Almanya’nın başkenti Berlin, içinden nehir geçen, yakın tarihe kadar adı acıyla birlikte anılan şimdinin turistik şehri. Berlin ve genel olarak Almanya özellikle tarihi açıdan beni oldukça etkilemiştir. Almanların I. ve II. Dünya Savaşı’ndan sonra yaşadıkları ve yaşattıkları özel olarak ilgimi çekmiştir. İnsanların kaba olduğu konusunda neredeyse hemfikir sayılabilecekleri Almanca, bana nedense hep bir hoş gelmiştir. Ancak Berlin için size muhteşem bir şehir, her yanıyla harika gibi cümleler kurup uzun uzun Berlin’i anlatmayacağım. Berlin’de tabi ki gezilecek çok yer var ancak ben size Berlin’in 5 yıldızından bahsedeceğim. Kısa süreliğine Berlin’deyseniz bu 5 yıldızı görmeden gelmeyin derim..
1- Brandenburger Tor (Branderburg Kapısı)

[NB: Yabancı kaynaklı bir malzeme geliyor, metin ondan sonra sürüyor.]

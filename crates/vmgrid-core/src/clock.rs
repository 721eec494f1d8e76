//! Wall-clock sources.
//!
//! Every timestamp written to the coordination store, and every TTL
//! comparison made against one, goes through a [`Clock`]. Production code
//! uses [`SystemClock`]; tests drive a [`ManualClock`] across lease and
//! debounce boundaries without sleeping.

use std::sync::atomic::{AtomicU64, Ordering};
use std::sync::Arc;
use std::time::{Duration, SystemTime, UNIX_EPOCH};

/// Source of "now" as fractional seconds since the unix epoch.
pub trait Clock: Send + Sync + std::fmt::Debug {
    fn now(&self) -> f64;
}

/// Clock handle shared between the store and the state layer.
pub type SharedClock = Arc<dyn Clock>;

#[derive(Debug, Clone, Copy, Default)]
pub struct SystemClock;

impl Clock for SystemClock {
    fn now(&self) -> f64 {
        SystemTime::now()
            .duration_since(UNIX_EPOCH)
            .unwrap_or_default()
            .as_secs_f64()
    }
}

/// A clock that only moves when told to.
///
/// Stored as microseconds so it can be shared across threads without a lock.
#[derive(Debug, Default)]
pub struct ManualClock {
    micros: AtomicU64,
}

impl ManualClock {
    /// Create a clock frozen at `start` seconds since the epoch.
    pub fn at(start: f64) -> Self {
        Self {
            micros: AtomicU64::new(secs_to_micros(start)),
        }
    }

    pub fn set(&self, secs: f64) {
        self.micros.store(secs_to_micros(secs), Ordering::SeqCst);
    }

    pub fn advance(&self, by: Duration) {
        self.micros
            .fetch_add(by.as_micros() as u64, Ordering::SeqCst);
    }
}

impl Clock for ManualClock {
    fn now(&self) -> f64 {
        self.micros.load(Ordering::SeqCst) as f64 / 1_000_000.0
    }
}

fn secs_to_micros(secs: f64) -> u64 {
    (secs.max(0.0) * 1_000_000.0).round() as u64
}

#[cfg(test)]
mod tests {
    use super::*;

    #[test]
    fn manual_clock_advances() {
        let clock = ManualClock::at(1000.0);
        assert_eq!(clock.now(), 1000.0);

        clock.advance(Duration::from_secs(30));
        assert_eq!(clock.now(), 1030.0);

        clock.advance(Duration::from_millis(500));
        assert_eq!(clock.now(), 1030.5);
    }

    #[test]
    fn manual_clock_set_overrides() {
        let clock = ManualClock::at(1000.0);
        clock.set(42.25);
        assert_eq!(clock.now(), 42.25);
    }

    #[test]
    fn system_clock_is_after_2020() {
        assert!(SystemClock.now() > 1_577_836_800.0);
    }
}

18. yüzyılda yapılan Branderburg kapısı Berlin’in sembollerinden biri. Aynı zamanda tarih boyunca siyasal simge olarak da kullanılmış. Bugün Ihlamurlarla kaplı caddeden yürüyüp bu kapıya ulaştığınızda turist kalabalığı sizi karşılıyor. Selfieler, aile fotoğrafları, eğlenceli arkadaş grupları tam da burada çekiliyor. Turistler adeta Berlin’in kapısı meşhurdu geldik pozları veriyorlar 🙂
2- Berliner Dom (Berlin Katedrali)
Katedral 18. yüzyılda yapılmış, aslında bir Protestan kilisesi. İsmi katedral ancak aslında değil 🙂 Neden mi? Çünkü katedralde hiçbir zaman bir psikopos yaşamamış. Bu da katedralin aslında katedral olamadığının göstergesiymiş, ilginç bir bilgi. Berliner Dom tarihi boyunca yıkılmış yeniden yapılmış, savaştan zarar görmüş yenilenmiş, ancak varlığını hep devam ettirmiş.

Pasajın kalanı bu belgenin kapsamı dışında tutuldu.